Exercise aim: The response must contain the complete data, printed exactly.

(Beginning of The data)

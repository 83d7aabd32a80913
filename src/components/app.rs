use web_sys::{HtmlInputElement, Url};
use yew::prelude::*;

use super::{
    compare_view::CompareView, empty_state::EmptyState, nav_controls::NavControls,
    toolbar::Toolbar,
};
use crate::model::{
    GridLayout, ImageEntry, ViewMode, ViewerAction, ViewerPrefs, ViewerState,
};
use crate::util::{clog, folder_of, FileExt};

const PREFS_KEY: &str = "ic_prefs";

fn load_prefs() -> ViewerPrefs {
    if let Some(win) = web_sys::window() {
        if let Ok(Some(store)) = win.local_storage() {
            if let Ok(Some(raw)) = store.get_item(PREFS_KEY) {
                if let Ok(prefs) = serde_json::from_str(&raw) {
                    return prefs;
                }
            }
        }
    }
    ViewerPrefs::default()
}

fn save_prefs(prefs: &ViewerPrefs) {
    if let Some(win) = web_sys::window() {
        if let Ok(Some(store)) = win.local_storage() {
            if let Ok(raw) = serde_json::to_string(prefs) {
                let _ = store.set_item(PREFS_KEY, &raw);
            }
        }
    }
}

#[function_component(App)]
pub fn app() -> Html {
    let viewer = use_reducer(ViewerState::new);
    let dark = use_state(|| true);
    let input_ref = use_node_ref();

    // Load persisted view preferences
    {
        let viewer = viewer.clone();
        let dark = dark.clone();
        use_effect_with((), move |_| {
            let prefs = load_prefs();
            viewer.dispatch(ViewerAction::SetViewMode(prefs.view_mode));
            viewer.dispatch(ViewerAction::SetGridLayout(prefs.grid_layout));
            dark.set(prefs.dark);
            || ()
        });
    }
    // Persist preference changes
    {
        let deps = (viewer.view_mode, viewer.grid_layout, *dark);
        use_effect_with(deps, move |(view_mode, grid_layout, dark)| {
            save_prefs(&ViewerPrefs {
                view_mode: *view_mode,
                grid_layout: *grid_layout,
                dark: *dark,
            });
            || ()
        });
    }

    let on_files = {
        let viewer = viewer.clone();
        Callback::from(move |e: Event| {
            let input: HtmlInputElement = e.target_unchecked_into();
            let files = match input.files() {
                Some(files) => files,
                None => return,
            };
            let mut entries = Vec::new();
            for i in 0..files.length() {
                if let Some(file) = files.item(i) {
                    if !file.type_().starts_with("image/") {
                        continue;
                    }
                    let url = match Url::create_object_url_with_blob(&file) {
                        Ok(url) => url,
                        Err(_) => continue,
                    };
                    entries.push(ImageEntry {
                        name: file.name(),
                        folder: folder_of(&file.webkit_relative_path()),
                        url,
                    });
                }
            }
            clog(&format!("selected {} image files", entries.len()));
            viewer.dispatch(ViewerAction::LoadEntries { entries });
            // allow picking the same folders again later
            input.set_value("");
        })
    };

    let on_pick = {
        let input_ref = input_ref.clone();
        Callback::from(move |_: ()| {
            if let Some(input) = input_ref.cast::<HtmlInputElement>() {
                input.click();
            }
        })
    };
    let on_view_mode = {
        let viewer = viewer.clone();
        Callback::from(move |mode: ViewMode| viewer.dispatch(ViewerAction::SetViewMode(mode)))
    };
    let on_grid_layout = {
        let viewer = viewer.clone();
        Callback::from(move |layout: GridLayout| {
            viewer.dispatch(ViewerAction::SetGridLayout(layout))
        })
    };
    let on_toggle_theme = {
        let dark = dark.clone();
        Callback::from(move |_: ()| dark.set(!*dark))
    };
    let on_prev = {
        let viewer = viewer.clone();
        Callback::from(move |_: ()| viewer.dispatch(ViewerAction::NavigatePrev))
    };
    let on_next = {
        let viewer = viewer.clone();
        Callback::from(move |_: ()| viewer.dispatch(ViewerAction::NavigateNext))
    };

    let (bg, fg) = if *dark {
        ("#0d1117", "#e6edf3")
    } else {
        ("#f6f8fa", "#1f2328")
    };
    let stats = viewer.has_results().then(|| viewer.stats_line());
    let show_nav = viewer.has_results() && viewer.view_mode == ViewMode::Single;
    let nav_label = format!("{} / {}", viewer.current_index + 1, viewer.filenames.len());

    html! {
        <div style={format!("min-height:100vh; background:{bg}; color:{fg}; font-family:sans-serif;")}>
            <input
                ref={input_ref}
                type="file"
                webkitdirectory=true
                multiple=true
                style="display:none;"
                onchange={on_files}
            />
            <Toolbar
                {stats}
                view_mode={viewer.view_mode}
                grid_layout={viewer.grid_layout}
                dark={*dark}
                on_pick={on_pick.clone()}
                {on_view_mode}
                {on_grid_layout}
                {on_toggle_theme}
            />
            if show_nav {
                <NavControls label={nav_label} {on_prev} {on_next} />
            }
            if viewer.has_results() {
                <CompareView viewer={viewer.clone()} />
            } else {
                <EmptyState on_pick={on_pick.clone()} />
            }
        </div>
    }
}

(End of The data)

Result of the task:
repository 83d7aabd32a80913
filename src/components/app.rs
use web_sys::{HtmlInputElement, Url};
use yew::prelude::*;

use super::{
    compare_view::CompareView, empty_state::EmptyState, nav_controls::NavControls,
    toolbar::Toolbar,
};
use crate::model::{
    GridLayout, ImageEntry, ViewMode, ViewerAction, ViewerPrefs, ViewerState,
};
use crate::util::{clog, folder_of, FileExt};

const PREFS_KEY: &str = "ic_prefs";

fn load_prefs() -> ViewerPrefs {
    if let Some(win) = web_sys::window() {
        if let Ok(Some(store)) = win.local_storage() {
            if let Ok(Some(raw)) = store.get_item(PREFS_KEY) {
                if let Ok(prefs) = serde_json::from_str(&raw) {
                    return prefs;
                }
            }
        }
    }
    ViewerPrefs::default()
}

fn save_prefs(prefs: &ViewerPrefs) {
    if let Some(win) = web_sys::window() {
        if let Ok(Some(store)) = win.local_storage() {
            if let Ok(raw) = serde_json::to_string(prefs) {
                let _ = store.set_item(PREFS_KEY, &raw);
            }
        }
    }
}

#[function_component(App)]
pub fn app() -> Html {
    let viewer = use_reducer(ViewerState::new);
    let dark = use_state(|| true);
    let input_ref = use_node_ref();

    // Load persisted view preferences
    {
        let viewer = viewer.clone();
        let dark = dark.clone();
        use_effect_with((), move |_| {
            let prefs = load_prefs();
            viewer.dispatch(ViewerAction::SetViewMode(prefs.view_mode));
            viewer.dispatch(ViewerAction::SetGridLayout(prefs.grid_layout));
            dark.set(prefs.dark);
            || ()
        });
    }
    // Persist preference changes
    {
        let deps = (viewer.view_mode, viewer.grid_layout, *dark);
        use_effect_with(deps, move |(view_mode, grid_layout, dark)| {
            save_prefs(&ViewerPrefs {
                view_mode: *view_mode,
                grid_layout: *grid_layout,
                dark: *dark,
            });
            || ()
        });
    }

    let on_files = {
        let viewer = viewer.clone();
        Callback::from(move |e: Event| {
            let input: HtmlInputElement = e.target_unchecked_into();
            let files = match input.files() {
                Some(files) => files,
                None => return,
            };
            let mut entries = Vec::new();
            for i in 0..files.length() {
                if let Some(file) = files.item(i) {
                    if !file.type_().starts_with("image/") {
                        continue;
                    }
                    let url = match Url::create_object_url_with_blob(&file) {
                        Ok(url) => url,
                        Err(_) => continue,
                    };
                    entries.push(ImageEntry {
                        name: file.name(),
                        folder: folder_of(&file.webkit_relative_path()),
                        url,
                    });
                }
            }
            clog(&format!("selected {} image files", entries.len()));
            viewer.dispatch(ViewerAction::LoadEntries { entries });
            // allow picking the same folders again later
            input.set_value("");
        })
    };

    let on_pick = {
        let input_ref = input_ref.clone();
        Callback::from(move |_: ()| {
            if let Some(input) = input_ref.cast::<HtmlInputElement>() {
                input.click();
            }
        })
    };
    let on_view_mode = {
        let viewer = viewer.clone();
        Callback::from(move |mode: ViewMode| viewer.dispatch(ViewerAction::SetViewMode(mode)))
    };
    let on_grid_layout = {
        let viewer = viewer.clone();
        Callback::from(move |layout: GridLayout| {
            viewer.dispatch(ViewerAction::SetGridLayout(layout))
        })
    };
    let on_toggle_theme = {
        let dark = dark.clone();
        Callback::from(move |_: ()| dark.set(!*dark))
    };
    let on_prev = {
        let viewer = viewer.clone();
        Callback::from(move |_: ()| viewer.dispatch(ViewerAction::NavigatePrev))
    };
    let on_next = {
        let viewer = viewer.clone();
        Callback::from(move |_: ()| viewer.dispatch(ViewerAction::NavigateNext))
    };

    let (bg, fg) = if *dark {
        ("#0d1117", "#e6edf3")
    } else {
        ("#f6f8fa", "#1f2328")
    };
    let stats = viewer.has_results().then(|| viewer.stats_line());
    let show_nav = viewer.has_results() && viewer.view_mode == ViewMode::Single;
    let nav_label = format!("{} / {}", viewer.current_index + 1, viewer.filenames.len());

    html! {
        <div style={format!("min-height:100vh; background:{bg}; color:{fg}; font-family:sans-serif;")}>
            <input
                ref={input_ref}
                type="file"
                webkitdirectory=true
                multiple=true
                style="display:none;"
                onchange={on_files}
            />
            <Toolbar
                {stats}
                view_mode={viewer.view_mode}
                grid_layout={viewer.grid_layout}
                dark={*dark}
                on_pick={on_pick.clone()}
                {on_view_mode}
                {on_grid_layout}
                {on_toggle_theme}
            />
            if show_nav {
                <NavControls label={nav_label} {on_prev} {on_next} />
            }
            if viewer.has_results() {
                <CompareView viewer={viewer.clone()} />
            } else {
                <EmptyState on_pick={on_pick.clone()} />
            }
        </div>
    }
}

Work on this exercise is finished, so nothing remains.